§ WORK REQUIRED
Below is a listing; repeat exactly the lines from the one containing "for Quoted-Printable encoding." to the one containing "need soft line break", both included.

================================

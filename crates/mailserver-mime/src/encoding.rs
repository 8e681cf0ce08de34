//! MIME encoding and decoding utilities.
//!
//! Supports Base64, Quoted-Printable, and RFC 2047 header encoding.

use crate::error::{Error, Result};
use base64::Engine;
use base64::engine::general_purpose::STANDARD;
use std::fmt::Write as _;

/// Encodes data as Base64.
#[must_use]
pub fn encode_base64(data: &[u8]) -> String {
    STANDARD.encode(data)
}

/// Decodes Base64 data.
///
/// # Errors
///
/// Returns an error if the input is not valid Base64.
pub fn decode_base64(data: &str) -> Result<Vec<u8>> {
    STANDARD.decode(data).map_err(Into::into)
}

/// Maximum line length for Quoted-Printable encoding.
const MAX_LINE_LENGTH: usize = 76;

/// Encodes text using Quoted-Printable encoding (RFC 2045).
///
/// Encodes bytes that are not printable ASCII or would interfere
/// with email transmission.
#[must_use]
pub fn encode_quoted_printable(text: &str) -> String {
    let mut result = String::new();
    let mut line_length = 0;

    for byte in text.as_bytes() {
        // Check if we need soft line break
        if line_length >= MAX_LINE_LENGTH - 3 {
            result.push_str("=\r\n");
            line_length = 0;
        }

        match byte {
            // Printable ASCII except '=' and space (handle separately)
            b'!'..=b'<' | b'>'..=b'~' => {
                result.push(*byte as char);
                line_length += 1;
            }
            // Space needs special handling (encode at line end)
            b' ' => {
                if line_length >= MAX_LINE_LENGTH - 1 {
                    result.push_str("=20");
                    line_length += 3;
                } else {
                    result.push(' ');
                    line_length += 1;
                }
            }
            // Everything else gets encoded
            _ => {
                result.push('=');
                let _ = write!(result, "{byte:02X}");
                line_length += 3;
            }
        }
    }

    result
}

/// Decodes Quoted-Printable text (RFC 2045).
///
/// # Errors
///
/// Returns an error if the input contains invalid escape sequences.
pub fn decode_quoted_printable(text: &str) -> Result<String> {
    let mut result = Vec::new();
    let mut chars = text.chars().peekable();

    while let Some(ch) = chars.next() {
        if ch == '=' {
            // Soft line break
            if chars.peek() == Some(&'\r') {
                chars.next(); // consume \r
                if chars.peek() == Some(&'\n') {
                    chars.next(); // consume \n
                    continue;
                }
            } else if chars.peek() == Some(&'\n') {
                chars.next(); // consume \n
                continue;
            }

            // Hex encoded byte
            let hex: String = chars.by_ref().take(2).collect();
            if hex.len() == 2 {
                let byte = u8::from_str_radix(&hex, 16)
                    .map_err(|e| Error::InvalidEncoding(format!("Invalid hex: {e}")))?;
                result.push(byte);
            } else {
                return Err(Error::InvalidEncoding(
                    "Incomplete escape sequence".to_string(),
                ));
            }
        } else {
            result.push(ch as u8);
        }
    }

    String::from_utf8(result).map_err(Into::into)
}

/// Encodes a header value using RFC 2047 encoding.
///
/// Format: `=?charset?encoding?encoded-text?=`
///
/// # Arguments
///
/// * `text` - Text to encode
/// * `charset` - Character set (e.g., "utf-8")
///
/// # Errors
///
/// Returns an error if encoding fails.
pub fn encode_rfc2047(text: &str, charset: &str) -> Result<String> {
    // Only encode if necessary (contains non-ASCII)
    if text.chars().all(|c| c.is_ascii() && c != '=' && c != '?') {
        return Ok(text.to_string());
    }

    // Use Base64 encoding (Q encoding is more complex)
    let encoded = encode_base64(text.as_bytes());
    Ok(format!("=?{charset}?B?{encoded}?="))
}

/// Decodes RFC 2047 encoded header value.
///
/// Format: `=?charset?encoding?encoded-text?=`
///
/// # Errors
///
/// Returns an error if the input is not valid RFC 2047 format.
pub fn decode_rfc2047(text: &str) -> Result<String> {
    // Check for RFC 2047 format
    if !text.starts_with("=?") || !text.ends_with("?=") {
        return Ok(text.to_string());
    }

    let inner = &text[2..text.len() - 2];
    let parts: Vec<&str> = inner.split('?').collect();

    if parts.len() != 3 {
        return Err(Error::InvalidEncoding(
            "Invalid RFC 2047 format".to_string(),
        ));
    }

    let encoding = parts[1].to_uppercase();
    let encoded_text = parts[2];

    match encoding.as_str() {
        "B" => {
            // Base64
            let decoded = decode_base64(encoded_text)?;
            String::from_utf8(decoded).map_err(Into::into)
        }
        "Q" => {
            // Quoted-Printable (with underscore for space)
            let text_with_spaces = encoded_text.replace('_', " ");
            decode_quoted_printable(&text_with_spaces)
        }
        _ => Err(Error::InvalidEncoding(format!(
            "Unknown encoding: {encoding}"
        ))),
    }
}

================================

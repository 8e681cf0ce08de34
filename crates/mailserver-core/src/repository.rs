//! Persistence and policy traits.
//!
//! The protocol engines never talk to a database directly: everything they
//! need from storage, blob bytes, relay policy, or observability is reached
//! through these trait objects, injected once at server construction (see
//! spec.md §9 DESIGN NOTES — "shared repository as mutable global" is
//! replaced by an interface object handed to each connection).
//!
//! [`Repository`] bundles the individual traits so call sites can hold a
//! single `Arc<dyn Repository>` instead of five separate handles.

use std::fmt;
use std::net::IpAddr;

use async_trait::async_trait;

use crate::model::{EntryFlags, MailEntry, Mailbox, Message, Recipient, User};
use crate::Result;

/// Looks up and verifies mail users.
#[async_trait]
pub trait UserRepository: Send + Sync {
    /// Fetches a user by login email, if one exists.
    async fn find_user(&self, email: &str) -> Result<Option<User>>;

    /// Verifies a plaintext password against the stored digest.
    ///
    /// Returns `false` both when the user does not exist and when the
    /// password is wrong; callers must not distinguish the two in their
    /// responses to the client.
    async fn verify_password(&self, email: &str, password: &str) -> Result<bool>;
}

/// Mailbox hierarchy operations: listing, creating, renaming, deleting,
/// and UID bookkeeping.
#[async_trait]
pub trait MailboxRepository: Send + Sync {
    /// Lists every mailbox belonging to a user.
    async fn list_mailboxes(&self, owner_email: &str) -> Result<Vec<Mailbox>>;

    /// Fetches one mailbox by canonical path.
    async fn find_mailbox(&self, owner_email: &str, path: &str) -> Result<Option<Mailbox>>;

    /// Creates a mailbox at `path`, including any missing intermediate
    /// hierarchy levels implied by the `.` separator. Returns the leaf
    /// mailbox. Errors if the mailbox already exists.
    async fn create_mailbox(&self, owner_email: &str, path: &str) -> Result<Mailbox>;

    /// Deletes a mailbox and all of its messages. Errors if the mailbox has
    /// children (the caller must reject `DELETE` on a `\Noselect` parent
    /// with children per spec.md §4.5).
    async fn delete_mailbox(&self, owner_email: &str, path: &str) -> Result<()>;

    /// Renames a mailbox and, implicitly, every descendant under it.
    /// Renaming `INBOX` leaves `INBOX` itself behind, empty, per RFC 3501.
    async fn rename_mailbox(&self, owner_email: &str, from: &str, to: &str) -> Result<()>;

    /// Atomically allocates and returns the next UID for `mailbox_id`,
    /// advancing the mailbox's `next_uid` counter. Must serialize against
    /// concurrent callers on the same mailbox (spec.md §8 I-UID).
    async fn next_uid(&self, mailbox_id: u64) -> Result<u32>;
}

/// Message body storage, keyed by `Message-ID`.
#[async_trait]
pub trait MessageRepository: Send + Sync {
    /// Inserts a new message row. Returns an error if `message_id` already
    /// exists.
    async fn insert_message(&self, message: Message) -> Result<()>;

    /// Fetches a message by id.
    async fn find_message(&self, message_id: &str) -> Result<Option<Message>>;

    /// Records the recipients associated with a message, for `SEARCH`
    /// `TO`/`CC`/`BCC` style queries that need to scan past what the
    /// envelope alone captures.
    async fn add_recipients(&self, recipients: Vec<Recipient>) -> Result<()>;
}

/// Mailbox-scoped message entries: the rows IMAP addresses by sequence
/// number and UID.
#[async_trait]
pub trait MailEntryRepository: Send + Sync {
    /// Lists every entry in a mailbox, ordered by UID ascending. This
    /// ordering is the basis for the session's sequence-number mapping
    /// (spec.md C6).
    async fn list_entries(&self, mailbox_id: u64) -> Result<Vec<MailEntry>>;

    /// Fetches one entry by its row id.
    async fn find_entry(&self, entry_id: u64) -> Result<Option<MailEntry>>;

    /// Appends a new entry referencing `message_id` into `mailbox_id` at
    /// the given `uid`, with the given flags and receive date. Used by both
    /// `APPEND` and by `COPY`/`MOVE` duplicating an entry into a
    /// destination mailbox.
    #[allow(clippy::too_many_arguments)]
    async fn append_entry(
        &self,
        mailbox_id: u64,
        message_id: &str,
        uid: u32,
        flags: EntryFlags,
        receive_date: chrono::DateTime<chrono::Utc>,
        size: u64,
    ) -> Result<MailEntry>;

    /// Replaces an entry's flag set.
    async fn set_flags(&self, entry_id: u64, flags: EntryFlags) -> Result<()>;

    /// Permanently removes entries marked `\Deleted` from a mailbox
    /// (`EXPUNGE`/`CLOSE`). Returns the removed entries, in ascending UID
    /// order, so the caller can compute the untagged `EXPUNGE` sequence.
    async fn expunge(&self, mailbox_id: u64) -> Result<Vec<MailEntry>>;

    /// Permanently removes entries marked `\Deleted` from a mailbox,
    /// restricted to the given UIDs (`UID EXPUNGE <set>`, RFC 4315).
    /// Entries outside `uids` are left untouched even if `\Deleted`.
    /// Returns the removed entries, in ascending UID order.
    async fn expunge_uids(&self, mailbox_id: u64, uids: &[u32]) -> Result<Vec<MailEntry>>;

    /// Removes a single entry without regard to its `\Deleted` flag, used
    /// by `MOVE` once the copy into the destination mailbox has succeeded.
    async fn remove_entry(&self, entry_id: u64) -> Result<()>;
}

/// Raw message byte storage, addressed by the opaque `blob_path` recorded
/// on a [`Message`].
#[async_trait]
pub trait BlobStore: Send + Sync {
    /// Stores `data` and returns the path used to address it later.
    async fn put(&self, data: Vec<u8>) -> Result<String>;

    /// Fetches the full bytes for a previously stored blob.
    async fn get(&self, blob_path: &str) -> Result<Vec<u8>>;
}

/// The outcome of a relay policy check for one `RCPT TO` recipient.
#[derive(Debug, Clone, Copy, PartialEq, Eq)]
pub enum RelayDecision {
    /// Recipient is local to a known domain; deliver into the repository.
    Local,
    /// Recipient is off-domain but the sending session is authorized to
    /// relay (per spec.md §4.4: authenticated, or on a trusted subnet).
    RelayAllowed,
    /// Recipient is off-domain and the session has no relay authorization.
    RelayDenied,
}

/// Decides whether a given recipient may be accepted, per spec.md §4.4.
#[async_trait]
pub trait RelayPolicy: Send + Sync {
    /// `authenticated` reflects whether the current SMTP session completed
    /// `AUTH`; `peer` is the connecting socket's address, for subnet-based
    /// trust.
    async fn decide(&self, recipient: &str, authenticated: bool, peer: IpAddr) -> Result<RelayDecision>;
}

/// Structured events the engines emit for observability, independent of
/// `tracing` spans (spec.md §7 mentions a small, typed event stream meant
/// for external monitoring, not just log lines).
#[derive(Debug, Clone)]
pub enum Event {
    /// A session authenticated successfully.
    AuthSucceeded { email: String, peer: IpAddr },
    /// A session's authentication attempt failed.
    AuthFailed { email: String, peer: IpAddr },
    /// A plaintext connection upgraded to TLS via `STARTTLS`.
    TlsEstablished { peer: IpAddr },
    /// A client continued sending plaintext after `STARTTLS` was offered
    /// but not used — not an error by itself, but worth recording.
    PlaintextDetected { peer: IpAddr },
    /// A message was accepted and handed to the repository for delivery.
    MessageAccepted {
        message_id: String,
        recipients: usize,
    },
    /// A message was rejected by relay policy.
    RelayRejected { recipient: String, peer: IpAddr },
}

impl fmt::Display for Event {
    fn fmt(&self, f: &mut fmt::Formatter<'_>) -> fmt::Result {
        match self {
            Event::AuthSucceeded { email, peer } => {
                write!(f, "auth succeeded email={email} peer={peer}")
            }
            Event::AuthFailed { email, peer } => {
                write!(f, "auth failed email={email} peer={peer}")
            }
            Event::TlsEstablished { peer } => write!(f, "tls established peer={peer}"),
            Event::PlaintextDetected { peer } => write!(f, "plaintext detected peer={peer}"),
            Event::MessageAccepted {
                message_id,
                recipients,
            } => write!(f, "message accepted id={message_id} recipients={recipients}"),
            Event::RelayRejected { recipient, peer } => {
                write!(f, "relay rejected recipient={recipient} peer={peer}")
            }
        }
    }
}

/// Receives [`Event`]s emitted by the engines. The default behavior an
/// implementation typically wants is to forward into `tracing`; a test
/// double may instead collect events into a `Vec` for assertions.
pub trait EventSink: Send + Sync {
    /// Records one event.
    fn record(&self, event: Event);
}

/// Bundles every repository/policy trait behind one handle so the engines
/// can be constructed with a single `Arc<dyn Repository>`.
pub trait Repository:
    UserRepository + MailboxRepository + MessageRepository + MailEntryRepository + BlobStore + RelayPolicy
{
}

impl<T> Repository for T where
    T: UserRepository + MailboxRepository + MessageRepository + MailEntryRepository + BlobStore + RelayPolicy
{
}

================================

§ YOUR SOLUTION
/// Maximum line length for Quoted-Printable encoding.
const MAX_LINE_LENGTH: usize = 76;

/// Encodes text using Quoted-Printable encoding (RFC 2045).
///
/// Encodes bytes that are not printable ASCII or would interfere
/// with email transmission.
#[must_use]
pub fn encode_quoted_printable(text: &str) -> String {
    let mut result = String::new();
    let mut line_length = 0;

    for byte in text.as_bytes() {
        // Check if we need soft line break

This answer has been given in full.